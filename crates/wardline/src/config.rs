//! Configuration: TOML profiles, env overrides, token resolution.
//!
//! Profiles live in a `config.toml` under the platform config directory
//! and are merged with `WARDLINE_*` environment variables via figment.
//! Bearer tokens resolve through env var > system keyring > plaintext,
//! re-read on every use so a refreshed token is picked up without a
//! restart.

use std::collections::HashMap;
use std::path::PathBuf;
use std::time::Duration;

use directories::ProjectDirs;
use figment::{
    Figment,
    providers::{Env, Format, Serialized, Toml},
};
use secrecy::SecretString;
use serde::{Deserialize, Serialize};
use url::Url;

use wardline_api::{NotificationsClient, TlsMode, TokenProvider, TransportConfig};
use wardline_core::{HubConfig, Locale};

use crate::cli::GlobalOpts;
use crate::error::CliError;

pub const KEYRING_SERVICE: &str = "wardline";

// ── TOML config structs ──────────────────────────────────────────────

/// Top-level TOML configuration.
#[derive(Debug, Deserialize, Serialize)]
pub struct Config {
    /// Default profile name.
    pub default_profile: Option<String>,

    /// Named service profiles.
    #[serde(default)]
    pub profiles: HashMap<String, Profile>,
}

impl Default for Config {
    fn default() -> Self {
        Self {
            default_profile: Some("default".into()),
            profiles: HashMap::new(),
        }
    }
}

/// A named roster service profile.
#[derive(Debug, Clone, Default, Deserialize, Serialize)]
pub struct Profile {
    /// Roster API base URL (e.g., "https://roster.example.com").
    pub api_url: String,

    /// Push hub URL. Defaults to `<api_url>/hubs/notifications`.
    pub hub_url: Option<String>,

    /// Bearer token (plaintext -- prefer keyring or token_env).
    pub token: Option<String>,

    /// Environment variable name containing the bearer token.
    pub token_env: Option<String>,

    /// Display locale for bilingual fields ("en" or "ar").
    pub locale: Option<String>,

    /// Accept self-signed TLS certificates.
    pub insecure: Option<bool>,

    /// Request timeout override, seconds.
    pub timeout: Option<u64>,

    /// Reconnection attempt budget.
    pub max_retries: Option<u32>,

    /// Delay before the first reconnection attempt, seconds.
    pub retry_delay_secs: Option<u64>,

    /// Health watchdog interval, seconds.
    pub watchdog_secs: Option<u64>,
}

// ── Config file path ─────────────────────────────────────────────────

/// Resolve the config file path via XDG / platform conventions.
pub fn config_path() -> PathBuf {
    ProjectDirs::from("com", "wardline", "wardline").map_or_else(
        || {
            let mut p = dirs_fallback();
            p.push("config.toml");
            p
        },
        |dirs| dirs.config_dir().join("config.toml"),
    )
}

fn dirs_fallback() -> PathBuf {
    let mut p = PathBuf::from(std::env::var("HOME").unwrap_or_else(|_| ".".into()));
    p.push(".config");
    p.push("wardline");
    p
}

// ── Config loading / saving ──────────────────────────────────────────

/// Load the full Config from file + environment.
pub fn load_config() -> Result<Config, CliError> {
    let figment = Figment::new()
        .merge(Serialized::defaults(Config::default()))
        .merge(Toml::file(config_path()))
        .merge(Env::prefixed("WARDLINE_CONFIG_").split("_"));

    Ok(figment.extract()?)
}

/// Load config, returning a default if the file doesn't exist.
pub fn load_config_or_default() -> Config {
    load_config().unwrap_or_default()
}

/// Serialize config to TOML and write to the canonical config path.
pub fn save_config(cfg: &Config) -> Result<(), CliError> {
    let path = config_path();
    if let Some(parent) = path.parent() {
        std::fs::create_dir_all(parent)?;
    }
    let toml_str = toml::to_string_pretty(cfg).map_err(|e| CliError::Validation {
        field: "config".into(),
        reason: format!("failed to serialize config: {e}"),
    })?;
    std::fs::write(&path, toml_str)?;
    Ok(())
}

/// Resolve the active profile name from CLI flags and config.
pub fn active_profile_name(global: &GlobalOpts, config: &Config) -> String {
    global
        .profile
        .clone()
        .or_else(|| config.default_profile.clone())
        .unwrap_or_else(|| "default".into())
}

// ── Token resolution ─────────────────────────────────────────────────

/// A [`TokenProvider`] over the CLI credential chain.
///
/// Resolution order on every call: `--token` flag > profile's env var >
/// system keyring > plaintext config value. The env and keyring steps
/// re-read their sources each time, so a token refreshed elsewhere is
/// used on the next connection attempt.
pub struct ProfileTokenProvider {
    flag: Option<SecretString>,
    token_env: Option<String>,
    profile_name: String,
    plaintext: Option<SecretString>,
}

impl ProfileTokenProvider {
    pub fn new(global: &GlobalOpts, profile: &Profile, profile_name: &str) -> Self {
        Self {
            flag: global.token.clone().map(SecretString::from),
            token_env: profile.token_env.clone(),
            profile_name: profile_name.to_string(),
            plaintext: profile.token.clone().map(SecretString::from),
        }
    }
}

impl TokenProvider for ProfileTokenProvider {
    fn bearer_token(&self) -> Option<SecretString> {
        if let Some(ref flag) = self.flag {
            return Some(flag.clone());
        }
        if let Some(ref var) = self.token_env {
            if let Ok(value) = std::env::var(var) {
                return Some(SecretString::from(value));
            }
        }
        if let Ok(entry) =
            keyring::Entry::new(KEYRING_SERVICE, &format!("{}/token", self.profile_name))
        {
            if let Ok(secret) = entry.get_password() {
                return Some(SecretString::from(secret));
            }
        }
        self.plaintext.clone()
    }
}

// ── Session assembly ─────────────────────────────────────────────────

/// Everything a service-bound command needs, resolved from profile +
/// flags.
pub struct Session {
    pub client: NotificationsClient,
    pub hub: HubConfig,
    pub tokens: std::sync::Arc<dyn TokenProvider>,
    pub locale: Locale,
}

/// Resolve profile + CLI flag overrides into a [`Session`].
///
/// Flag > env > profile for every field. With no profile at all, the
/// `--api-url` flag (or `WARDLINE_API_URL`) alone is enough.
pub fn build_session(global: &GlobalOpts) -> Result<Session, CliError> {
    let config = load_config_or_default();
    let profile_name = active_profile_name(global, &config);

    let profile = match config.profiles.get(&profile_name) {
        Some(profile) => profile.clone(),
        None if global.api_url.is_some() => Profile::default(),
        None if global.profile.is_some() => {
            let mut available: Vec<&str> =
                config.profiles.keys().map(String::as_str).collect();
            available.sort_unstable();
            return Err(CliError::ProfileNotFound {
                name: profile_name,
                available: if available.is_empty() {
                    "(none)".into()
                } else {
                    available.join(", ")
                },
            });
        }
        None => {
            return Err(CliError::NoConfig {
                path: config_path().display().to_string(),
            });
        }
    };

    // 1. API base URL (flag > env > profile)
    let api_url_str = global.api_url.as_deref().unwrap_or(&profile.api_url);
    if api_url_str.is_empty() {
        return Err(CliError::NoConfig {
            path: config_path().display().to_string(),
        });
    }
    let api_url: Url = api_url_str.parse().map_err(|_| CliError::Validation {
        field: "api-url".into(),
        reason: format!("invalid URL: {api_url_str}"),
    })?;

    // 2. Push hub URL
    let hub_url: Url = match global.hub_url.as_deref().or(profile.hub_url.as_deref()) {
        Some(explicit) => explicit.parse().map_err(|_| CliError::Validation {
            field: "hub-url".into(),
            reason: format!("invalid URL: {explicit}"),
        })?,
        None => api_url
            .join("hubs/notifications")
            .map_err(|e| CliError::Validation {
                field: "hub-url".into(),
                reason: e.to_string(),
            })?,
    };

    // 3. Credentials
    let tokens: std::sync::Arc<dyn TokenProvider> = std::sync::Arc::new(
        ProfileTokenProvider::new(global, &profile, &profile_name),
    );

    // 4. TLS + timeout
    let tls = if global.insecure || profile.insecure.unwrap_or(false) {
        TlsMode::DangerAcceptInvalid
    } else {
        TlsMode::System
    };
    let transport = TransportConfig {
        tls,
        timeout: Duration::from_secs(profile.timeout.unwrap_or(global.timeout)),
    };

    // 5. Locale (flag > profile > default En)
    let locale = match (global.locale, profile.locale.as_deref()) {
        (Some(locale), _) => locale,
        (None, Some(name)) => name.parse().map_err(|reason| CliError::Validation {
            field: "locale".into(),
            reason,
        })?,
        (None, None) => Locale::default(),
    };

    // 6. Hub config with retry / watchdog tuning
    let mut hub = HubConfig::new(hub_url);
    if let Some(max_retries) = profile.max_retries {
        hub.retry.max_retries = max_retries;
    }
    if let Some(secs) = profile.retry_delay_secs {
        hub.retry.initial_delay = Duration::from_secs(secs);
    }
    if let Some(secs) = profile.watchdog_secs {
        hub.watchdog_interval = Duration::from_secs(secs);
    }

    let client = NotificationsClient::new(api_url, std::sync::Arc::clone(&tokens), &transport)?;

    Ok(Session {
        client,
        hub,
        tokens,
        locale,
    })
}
------------
What you have to do
The answer must be a single number: how many lines in the data above contain the string "explicit".

Result for this task
2